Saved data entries
═══
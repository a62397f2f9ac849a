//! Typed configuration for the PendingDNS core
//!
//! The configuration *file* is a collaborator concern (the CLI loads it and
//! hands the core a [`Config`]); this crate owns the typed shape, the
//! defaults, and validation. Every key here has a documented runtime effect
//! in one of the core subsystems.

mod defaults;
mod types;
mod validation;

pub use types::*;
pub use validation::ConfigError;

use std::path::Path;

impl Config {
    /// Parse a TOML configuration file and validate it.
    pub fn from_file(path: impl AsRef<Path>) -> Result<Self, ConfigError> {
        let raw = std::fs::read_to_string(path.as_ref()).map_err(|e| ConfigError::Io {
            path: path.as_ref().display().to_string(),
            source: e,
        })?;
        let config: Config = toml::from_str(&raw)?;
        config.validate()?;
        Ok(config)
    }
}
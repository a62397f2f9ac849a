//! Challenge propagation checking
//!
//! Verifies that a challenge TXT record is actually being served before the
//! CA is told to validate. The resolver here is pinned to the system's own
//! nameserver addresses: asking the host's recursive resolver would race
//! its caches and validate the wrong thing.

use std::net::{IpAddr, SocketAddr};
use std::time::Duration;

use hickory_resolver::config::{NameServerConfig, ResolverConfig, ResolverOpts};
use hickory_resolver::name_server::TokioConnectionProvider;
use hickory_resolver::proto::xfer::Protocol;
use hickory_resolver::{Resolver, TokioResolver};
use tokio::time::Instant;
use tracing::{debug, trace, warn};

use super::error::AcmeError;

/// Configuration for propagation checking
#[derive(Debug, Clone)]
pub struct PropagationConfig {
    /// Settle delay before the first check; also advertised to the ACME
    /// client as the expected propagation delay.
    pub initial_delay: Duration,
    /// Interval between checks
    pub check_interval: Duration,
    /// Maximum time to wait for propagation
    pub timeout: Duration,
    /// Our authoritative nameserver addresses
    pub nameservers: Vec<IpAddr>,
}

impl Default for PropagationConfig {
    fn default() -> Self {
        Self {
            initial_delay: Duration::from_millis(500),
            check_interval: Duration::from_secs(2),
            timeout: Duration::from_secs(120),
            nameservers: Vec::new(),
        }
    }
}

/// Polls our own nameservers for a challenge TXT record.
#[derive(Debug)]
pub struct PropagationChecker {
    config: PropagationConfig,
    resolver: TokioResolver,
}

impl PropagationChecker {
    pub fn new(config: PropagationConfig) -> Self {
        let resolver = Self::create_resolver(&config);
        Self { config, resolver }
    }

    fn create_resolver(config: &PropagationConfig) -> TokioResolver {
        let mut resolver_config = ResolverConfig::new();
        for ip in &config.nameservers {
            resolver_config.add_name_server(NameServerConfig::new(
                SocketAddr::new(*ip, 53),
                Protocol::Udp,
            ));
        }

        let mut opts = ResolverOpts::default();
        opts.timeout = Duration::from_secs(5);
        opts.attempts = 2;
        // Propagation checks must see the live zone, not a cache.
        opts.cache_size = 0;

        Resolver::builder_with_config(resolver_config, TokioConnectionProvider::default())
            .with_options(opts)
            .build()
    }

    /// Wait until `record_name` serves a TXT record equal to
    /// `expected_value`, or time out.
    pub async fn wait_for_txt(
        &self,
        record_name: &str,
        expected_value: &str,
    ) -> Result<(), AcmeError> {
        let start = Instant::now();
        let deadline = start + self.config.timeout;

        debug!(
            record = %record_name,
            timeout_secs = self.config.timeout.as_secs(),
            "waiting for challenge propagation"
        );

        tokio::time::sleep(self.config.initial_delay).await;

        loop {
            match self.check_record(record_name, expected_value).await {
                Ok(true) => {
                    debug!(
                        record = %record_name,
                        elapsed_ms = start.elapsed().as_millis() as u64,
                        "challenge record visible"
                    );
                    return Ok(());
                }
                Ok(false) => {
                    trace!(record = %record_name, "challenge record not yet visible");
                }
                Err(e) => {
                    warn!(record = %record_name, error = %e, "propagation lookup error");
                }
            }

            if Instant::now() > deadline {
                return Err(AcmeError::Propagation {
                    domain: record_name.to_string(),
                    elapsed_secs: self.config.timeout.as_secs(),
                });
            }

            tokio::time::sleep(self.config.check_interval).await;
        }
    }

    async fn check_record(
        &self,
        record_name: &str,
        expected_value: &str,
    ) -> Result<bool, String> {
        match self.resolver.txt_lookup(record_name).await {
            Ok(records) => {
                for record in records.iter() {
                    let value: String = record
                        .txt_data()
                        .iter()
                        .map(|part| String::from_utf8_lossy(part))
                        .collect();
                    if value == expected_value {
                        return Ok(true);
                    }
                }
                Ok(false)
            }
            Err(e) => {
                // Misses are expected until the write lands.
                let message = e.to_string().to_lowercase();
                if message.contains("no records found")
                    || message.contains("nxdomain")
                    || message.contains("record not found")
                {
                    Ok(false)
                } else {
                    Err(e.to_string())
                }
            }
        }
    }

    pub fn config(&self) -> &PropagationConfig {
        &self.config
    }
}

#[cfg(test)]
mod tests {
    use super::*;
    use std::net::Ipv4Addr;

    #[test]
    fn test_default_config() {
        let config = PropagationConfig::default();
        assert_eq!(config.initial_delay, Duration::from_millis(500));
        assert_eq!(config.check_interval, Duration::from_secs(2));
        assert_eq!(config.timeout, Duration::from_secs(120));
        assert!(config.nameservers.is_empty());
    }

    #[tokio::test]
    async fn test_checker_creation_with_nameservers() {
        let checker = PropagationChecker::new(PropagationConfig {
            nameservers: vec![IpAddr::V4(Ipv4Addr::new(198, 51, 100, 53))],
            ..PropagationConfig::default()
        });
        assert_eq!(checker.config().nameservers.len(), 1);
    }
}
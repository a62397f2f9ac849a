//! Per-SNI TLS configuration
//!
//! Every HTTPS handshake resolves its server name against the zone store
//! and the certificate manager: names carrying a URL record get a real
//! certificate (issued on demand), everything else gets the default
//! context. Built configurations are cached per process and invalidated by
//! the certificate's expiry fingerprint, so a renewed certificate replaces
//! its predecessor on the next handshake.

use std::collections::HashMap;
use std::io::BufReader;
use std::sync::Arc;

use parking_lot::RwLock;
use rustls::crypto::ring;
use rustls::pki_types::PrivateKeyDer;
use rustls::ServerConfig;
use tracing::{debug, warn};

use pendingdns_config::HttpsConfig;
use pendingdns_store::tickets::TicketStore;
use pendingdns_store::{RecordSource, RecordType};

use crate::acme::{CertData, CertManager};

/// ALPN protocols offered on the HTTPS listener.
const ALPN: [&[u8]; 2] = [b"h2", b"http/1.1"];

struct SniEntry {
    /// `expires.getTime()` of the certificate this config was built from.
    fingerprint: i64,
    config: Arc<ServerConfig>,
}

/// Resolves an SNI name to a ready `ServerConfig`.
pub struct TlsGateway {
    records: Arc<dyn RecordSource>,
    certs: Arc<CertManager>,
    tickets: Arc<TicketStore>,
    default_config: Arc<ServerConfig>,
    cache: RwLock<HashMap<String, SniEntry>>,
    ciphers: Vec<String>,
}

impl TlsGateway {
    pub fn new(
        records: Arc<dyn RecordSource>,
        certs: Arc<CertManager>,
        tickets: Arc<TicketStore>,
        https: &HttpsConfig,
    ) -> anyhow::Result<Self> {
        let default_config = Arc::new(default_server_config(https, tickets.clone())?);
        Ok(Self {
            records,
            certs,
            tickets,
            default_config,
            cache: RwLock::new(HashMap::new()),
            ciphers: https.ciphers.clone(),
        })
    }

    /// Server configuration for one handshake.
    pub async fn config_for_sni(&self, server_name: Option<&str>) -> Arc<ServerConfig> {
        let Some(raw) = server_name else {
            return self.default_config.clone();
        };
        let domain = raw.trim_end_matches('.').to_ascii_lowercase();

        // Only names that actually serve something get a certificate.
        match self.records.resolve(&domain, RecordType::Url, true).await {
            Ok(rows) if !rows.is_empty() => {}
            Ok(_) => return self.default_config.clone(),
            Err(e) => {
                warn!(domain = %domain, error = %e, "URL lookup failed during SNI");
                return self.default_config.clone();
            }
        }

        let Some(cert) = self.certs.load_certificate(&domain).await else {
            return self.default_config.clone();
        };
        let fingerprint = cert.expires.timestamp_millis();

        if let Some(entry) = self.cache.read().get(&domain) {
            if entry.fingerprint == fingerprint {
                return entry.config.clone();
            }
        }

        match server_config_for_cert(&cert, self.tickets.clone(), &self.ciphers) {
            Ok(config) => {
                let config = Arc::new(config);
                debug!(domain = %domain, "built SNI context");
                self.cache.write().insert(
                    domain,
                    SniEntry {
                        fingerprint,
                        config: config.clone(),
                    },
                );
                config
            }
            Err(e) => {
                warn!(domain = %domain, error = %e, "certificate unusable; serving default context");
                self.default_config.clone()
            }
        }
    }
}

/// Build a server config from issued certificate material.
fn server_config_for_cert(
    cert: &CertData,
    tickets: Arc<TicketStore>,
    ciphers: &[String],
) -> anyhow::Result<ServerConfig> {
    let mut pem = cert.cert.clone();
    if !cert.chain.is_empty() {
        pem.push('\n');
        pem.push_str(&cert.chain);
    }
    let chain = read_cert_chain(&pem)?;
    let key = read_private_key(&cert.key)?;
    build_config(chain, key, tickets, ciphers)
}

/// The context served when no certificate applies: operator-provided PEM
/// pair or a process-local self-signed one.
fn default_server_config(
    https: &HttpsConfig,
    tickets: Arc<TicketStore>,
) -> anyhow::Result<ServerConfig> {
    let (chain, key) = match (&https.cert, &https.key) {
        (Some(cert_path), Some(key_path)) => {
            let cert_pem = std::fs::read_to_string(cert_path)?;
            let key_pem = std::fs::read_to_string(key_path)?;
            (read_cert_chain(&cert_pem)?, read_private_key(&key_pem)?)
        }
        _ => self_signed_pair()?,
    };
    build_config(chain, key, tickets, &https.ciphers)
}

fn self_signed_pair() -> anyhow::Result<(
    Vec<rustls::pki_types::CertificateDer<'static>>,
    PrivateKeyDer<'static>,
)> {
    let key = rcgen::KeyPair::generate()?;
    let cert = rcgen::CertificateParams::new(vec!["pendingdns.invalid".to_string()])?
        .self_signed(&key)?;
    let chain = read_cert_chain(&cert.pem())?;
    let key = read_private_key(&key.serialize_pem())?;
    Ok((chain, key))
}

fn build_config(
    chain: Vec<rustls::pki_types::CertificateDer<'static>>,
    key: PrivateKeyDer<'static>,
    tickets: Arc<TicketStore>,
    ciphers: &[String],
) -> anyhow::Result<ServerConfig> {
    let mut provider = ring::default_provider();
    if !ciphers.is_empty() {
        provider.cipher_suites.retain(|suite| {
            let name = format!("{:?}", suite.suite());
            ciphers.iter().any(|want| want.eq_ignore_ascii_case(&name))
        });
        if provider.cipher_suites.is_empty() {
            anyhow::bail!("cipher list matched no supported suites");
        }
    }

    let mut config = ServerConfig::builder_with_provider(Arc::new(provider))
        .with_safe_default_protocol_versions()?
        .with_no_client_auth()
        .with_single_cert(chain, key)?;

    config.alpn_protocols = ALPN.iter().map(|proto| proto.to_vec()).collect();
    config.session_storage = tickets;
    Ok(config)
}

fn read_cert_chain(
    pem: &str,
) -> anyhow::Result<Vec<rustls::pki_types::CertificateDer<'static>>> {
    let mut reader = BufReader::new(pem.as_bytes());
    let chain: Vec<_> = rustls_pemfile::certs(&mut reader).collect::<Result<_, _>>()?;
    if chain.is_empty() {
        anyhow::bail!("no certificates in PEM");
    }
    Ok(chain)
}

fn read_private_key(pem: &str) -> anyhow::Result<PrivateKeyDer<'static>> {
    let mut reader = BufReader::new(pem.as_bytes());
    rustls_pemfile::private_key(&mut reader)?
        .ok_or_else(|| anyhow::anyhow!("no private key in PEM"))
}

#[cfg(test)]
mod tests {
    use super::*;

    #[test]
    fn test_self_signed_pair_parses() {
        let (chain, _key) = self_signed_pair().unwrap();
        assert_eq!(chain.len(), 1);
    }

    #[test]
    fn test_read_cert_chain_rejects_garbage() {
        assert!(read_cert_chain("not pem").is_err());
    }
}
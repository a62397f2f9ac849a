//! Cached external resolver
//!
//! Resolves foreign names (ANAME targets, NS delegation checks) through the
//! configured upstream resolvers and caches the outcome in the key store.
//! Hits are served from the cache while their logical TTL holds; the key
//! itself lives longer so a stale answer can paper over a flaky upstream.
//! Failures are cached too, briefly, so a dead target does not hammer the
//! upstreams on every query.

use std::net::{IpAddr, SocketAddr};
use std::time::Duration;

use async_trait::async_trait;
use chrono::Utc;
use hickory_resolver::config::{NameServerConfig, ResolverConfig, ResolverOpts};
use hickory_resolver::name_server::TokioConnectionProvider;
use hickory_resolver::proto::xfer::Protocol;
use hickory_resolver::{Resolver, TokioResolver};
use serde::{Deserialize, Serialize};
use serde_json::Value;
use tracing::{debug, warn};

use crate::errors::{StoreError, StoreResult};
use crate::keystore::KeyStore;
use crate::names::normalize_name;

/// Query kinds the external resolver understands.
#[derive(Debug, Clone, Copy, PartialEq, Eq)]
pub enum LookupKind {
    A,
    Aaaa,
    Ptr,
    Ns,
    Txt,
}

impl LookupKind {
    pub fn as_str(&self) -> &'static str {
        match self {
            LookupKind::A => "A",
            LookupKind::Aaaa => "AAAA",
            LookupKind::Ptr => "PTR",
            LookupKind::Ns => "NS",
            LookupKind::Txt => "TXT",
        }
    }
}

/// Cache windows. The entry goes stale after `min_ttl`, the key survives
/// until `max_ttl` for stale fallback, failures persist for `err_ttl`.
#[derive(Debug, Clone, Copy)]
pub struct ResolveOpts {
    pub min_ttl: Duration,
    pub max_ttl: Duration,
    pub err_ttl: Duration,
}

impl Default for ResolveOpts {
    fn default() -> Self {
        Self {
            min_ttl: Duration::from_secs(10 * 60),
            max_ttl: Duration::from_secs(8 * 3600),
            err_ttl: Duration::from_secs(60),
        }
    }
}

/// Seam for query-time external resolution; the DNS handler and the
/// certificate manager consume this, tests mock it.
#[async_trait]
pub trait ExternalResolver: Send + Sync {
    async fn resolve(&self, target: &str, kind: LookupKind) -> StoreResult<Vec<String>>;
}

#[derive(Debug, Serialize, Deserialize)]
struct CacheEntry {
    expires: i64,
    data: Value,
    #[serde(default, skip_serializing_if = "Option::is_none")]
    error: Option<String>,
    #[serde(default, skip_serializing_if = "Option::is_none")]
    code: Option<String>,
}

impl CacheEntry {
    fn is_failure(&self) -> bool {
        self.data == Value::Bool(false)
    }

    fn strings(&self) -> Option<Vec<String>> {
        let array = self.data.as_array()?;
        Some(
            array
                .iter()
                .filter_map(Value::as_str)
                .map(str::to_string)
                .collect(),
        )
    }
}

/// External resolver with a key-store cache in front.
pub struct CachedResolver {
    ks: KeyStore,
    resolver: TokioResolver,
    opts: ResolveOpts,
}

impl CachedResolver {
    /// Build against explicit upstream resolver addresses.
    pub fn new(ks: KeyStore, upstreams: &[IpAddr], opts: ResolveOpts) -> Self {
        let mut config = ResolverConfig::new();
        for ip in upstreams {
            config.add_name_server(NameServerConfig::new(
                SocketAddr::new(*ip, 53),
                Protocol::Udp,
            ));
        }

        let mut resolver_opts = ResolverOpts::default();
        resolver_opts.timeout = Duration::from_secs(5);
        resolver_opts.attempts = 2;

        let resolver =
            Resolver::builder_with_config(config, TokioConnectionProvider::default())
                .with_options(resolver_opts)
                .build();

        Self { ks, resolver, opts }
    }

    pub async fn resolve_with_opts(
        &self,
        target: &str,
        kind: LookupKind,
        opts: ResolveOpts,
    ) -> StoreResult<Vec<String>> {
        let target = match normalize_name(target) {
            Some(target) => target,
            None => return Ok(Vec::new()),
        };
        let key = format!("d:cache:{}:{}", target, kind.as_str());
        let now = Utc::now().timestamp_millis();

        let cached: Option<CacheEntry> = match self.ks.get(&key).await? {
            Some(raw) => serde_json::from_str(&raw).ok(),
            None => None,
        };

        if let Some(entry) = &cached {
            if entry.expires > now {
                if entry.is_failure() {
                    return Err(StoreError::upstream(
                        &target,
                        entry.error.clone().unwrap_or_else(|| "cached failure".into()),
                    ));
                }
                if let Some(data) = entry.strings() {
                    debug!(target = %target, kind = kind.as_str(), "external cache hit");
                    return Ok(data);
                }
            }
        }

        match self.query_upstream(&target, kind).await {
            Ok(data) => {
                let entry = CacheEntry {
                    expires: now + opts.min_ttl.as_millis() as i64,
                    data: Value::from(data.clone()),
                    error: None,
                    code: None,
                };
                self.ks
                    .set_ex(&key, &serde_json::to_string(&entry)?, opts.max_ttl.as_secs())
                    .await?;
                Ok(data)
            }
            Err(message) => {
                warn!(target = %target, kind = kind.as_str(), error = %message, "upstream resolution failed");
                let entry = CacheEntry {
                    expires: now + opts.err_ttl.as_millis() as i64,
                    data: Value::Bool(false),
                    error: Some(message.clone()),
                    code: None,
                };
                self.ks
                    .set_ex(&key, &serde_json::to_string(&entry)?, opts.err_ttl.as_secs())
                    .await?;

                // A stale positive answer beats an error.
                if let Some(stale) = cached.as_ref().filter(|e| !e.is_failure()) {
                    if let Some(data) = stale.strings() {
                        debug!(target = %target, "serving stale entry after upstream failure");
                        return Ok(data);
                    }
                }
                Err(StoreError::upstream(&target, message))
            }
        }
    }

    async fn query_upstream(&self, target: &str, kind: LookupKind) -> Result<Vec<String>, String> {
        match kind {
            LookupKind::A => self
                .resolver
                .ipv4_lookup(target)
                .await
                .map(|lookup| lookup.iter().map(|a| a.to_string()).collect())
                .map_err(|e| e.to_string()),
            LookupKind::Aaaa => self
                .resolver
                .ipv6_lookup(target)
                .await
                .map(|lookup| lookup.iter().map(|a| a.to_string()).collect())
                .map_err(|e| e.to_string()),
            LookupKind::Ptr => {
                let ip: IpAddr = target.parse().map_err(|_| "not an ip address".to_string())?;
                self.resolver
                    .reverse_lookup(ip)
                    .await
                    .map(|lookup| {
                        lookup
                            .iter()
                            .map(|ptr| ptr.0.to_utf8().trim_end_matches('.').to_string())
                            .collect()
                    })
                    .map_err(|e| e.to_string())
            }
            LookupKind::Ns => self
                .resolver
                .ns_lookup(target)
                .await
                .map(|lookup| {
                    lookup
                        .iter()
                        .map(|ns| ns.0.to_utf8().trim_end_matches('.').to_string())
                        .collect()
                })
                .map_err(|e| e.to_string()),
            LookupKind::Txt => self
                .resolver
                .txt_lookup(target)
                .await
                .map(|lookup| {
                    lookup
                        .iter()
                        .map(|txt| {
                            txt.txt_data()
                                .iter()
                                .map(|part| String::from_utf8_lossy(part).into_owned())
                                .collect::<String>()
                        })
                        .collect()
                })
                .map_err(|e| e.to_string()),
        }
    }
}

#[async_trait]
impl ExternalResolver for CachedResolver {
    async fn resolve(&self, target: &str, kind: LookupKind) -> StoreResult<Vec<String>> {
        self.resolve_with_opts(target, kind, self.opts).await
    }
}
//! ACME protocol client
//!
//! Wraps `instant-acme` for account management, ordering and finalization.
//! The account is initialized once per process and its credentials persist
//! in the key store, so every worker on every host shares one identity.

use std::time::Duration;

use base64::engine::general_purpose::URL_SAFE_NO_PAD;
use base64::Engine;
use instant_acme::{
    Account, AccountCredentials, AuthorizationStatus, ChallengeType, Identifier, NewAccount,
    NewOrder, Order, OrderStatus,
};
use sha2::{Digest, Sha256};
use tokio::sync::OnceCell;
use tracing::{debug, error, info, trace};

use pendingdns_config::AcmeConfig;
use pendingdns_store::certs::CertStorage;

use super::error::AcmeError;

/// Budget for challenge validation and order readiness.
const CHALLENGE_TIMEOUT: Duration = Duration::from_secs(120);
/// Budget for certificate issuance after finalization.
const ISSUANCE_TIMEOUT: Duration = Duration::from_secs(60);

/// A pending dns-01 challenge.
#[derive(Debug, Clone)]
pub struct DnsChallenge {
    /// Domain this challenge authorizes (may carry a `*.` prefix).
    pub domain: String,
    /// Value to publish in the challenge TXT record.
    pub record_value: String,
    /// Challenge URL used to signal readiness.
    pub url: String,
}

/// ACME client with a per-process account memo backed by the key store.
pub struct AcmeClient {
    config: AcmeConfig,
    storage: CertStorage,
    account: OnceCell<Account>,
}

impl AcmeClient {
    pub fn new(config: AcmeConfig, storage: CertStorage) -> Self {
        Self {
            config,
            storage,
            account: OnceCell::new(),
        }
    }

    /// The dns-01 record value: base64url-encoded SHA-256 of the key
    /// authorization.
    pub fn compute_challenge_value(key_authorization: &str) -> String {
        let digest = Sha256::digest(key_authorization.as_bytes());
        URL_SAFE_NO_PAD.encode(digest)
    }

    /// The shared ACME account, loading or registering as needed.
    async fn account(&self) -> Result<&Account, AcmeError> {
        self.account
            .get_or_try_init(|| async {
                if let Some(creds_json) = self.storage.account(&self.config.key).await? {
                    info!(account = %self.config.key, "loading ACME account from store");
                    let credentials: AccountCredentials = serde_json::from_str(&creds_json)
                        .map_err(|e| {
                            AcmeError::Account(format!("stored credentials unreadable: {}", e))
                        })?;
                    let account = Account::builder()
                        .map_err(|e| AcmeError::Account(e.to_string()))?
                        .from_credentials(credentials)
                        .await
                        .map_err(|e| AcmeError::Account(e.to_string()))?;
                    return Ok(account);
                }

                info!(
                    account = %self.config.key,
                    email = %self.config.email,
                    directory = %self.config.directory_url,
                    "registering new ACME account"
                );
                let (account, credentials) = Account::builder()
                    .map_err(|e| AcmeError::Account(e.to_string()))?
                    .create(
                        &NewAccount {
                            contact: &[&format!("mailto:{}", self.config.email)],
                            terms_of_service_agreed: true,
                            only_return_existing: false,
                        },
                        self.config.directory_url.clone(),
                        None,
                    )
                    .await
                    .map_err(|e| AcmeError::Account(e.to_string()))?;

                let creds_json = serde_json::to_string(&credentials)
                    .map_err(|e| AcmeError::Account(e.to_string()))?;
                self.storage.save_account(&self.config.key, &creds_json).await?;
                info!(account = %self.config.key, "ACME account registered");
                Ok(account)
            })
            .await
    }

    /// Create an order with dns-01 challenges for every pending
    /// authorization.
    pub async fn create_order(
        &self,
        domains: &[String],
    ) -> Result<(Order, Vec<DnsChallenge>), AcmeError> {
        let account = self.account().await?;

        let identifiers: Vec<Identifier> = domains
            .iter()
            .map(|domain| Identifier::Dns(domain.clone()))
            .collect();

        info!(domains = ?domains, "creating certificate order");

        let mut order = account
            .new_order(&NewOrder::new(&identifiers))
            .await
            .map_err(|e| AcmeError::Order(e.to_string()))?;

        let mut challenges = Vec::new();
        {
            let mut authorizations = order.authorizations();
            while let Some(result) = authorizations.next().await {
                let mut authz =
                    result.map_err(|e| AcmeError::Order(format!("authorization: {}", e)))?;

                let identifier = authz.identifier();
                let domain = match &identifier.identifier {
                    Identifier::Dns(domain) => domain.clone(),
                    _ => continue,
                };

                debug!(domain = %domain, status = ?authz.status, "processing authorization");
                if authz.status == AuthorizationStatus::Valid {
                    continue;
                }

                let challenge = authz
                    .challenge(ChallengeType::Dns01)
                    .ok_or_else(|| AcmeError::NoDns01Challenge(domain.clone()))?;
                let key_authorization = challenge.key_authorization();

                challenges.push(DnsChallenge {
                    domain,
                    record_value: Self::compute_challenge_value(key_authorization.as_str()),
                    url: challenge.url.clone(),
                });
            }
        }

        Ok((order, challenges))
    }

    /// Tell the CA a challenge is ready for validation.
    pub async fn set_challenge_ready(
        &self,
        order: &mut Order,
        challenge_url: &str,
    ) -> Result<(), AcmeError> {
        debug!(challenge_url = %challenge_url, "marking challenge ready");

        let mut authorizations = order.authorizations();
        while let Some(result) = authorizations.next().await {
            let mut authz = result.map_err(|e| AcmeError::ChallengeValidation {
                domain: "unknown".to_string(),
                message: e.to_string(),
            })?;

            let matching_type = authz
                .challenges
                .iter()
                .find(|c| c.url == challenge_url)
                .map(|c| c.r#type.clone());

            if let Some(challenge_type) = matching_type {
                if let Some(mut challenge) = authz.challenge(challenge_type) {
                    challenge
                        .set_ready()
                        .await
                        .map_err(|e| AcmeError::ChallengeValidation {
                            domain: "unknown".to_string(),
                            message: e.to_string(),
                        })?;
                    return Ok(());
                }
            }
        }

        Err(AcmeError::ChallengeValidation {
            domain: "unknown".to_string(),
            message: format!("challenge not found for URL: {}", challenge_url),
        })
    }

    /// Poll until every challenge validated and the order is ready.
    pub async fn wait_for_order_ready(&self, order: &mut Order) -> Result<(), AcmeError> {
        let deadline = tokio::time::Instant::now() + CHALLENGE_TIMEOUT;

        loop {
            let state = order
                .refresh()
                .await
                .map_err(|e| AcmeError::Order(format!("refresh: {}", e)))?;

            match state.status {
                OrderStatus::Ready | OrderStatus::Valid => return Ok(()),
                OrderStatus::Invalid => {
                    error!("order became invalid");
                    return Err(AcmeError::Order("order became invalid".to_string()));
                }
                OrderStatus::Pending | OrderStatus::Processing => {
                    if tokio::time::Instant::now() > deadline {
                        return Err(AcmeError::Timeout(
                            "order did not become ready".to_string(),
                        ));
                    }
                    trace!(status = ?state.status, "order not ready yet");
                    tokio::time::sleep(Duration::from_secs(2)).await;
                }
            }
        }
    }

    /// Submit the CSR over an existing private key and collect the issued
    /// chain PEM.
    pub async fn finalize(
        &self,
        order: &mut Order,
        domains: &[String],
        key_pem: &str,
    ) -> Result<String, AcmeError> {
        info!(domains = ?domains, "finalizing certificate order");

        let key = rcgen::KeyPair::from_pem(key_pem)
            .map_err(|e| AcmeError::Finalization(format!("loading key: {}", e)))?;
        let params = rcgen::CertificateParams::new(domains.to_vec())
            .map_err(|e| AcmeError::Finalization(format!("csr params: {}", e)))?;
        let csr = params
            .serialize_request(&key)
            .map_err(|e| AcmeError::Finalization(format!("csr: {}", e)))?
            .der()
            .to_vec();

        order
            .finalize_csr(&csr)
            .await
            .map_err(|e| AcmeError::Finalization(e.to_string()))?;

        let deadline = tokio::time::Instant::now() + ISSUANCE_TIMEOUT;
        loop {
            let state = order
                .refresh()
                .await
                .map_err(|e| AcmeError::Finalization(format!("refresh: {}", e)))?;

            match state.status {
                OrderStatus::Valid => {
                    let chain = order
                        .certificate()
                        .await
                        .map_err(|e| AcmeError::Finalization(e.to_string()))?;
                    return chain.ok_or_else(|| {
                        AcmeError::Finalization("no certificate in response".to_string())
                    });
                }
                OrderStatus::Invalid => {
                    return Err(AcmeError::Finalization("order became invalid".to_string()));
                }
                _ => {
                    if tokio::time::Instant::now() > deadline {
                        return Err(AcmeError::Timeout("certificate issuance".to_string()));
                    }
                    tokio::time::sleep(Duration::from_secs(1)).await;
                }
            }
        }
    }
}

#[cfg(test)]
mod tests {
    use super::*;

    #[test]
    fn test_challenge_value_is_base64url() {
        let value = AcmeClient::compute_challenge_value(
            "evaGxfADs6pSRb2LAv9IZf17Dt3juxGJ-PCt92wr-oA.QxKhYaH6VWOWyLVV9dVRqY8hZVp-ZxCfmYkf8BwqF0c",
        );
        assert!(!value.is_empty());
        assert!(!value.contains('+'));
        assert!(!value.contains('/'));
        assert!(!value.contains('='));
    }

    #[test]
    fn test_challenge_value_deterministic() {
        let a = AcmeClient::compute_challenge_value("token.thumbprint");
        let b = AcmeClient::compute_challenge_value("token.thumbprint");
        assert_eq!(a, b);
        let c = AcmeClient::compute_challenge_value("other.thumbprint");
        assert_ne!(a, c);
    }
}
═══
▶ [WHAT YOU WILL DO]:
Your task is to say how many lines in the entries above contain the word "ResolverConfig". Please write only the number.

▶ [TASK OUTPUT]:
4